**WHAT THE TASK ASKS:**
Each line of the data below must be given again exactly as written.

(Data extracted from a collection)

use crate::template::Template;
use anyhow::{Context, Result};
use linekv_common::{Diagnostics, Discard};
use linekv_pipeline::{spawn_with, PipelineStats};
use linekv_reducer::Reducer;
use linekv_scanner::{ScanConfig, ScanError, Scanner};
use std::io::{BufRead, Write};
use std::sync::Arc;
use tracing::debug;

/// Settings for one run over one input.
#[derive(Clone)]
pub struct Options {
    pub template: Template,
    /// Render records that carry no bindings.
    pub keep_empty: bool,
    pub scan: ScanConfig,
    pub diagnostics: Arc<dyn Diagnostics>,
}

impl Default for Options {
    fn default() -> Self {
        Self {
            template: Template::default(),
            keep_empty: false,
            scan: ScanConfig::default(),
            diagnostics: Arc::new(Discard),
        }
    }
}

#[derive(Debug, Clone)]
pub struct Outcome {
    /// Records rendered to the output.
    pub written: usize,
    pub stats: PipelineStats,
}

impl Outcome {
    /// Why the input ended.
    pub fn termination(&self) -> Option<&ScanError> {
        self.stats.termination.as_ref()
    }

    /// True when the whole input was read and decoded.
    pub fn is_clean(&self) -> bool {
        self.termination().is_some_and(ScanError::is_end_of_source)
    }
}

/// Extracts records from `reader` and writes one rendered line per record
/// to `writer`.
pub fn run<R, W>(reader: R, writer: &mut W, options: &Options) -> Result<Outcome>
where
    R: BufRead + Send + 'static,
    W: Write,
{
    let scanner = Scanner::builder(reader)
        .config(options.scan)
        .diagnostics(Arc::clone(&options.diagnostics))
        .build();
    let reducer = Reducer::with_diagnostics(Arc::clone(&options.diagnostics));
    let mut stream = spawn_with(scanner, reducer).context("failed to start pipeline")?;

    let mut written = 0;
    let mut line = String::new();
    for record in stream.by_ref() {
        if record.is_empty() && !options.keep_empty {
            continue;
        }
        line.clear();
        options
            .template
            .render_into(&record, &mut line)
            .context("failed to render record")?;
        line.push('\n');
        writer
            .write_all(line.as_bytes())
            .context("failed to write output")?;
        written += 1;
    }
    writer.flush().context("failed to flush output")?;

    let stats = stream.join()?;
    debug!(
        tokens = stats.tokens,
        records = stats.records,
        written,
        "input finished"
    );
    Ok(Outcome { written, stats })
}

**TASK OUTPUT:**
use crate::template::Template;
use anyhow::{Context, Result};
use linekv_common::{Diagnostics, Discard};
use linekv_pipeline::{spawn_with, PipelineStats};
use linekv_reducer::Reducer;
use linekv_scanner::{ScanConfig, ScanError, Scanner};
use std::io::{BufRead, Write};
use std::sync::Arc;
use tracing::debug;

/// Settings for one run over one input.
#[derive(Clone)]
pub struct Options {
    pub template: Template,
    /// Render records that carry no bindings.
    pub keep_empty: bool,
    pub scan: ScanConfig,
    pub diagnostics: Arc<dyn Diagnostics>,
}

impl Default for Options {
    fn default() -> Self {
        Self {
            template: Template::default(),
            keep_empty: false,
            scan: ScanConfig::default(),
            diagnostics: Arc::new(Discard),
        }
    }
}

#[derive(Debug, Clone)]
pub struct Outcome {
    /// Records rendered to the output.
    pub written: usize,
    pub stats: PipelineStats,
}

impl Outcome {
    /// Why the input ended.
    pub fn termination(&self) -> Option<&ScanError> {
        self.stats.termination.as_ref()
    }

    /// True when the whole input was read and decoded.
    pub fn is_clean(&self) -> bool {
        self.termination().is_some_and(ScanError::is_end_of_source)
    }
}

/// Extracts records from `reader` and writes one rendered line per record
/// to `writer`.
pub fn run<R, W>(reader: R, writer: &mut W, options: &Options) -> Result<Outcome>
where
    R: BufRead + Send + 'static,
    W: Write,
{
    let scanner = Scanner::builder(reader)
        .config(options.scan)
        .diagnostics(Arc::clone(&options.diagnostics))
        .build();
    let reducer = Reducer::with_diagnostics(Arc::clone(&options.diagnostics));
    let mut stream = spawn_with(scanner, reducer).context("failed to start pipeline")?;

    let mut written = 0;
    let mut line = String::new();
    for record in stream.by_ref() {
        if record.is_empty() && !options.keep_empty {
            continue;
        }
        line.clear();
        options
            .template
            .render_into(&record, &mut line)
            .context("failed to render record")?;
        line.push('\n');
        writer
            .write_all(line.as_bytes())
            .context("failed to write output")?;
        written += 1;
    }
    writer.flush().context("failed to flush output")?;

    let stats = stream.join()?;
    debug!(
        tokens = stats.tokens,
        records = stats.records,
        written,
        "input finished"
    );
    Ok(Outcome { written, stats })
}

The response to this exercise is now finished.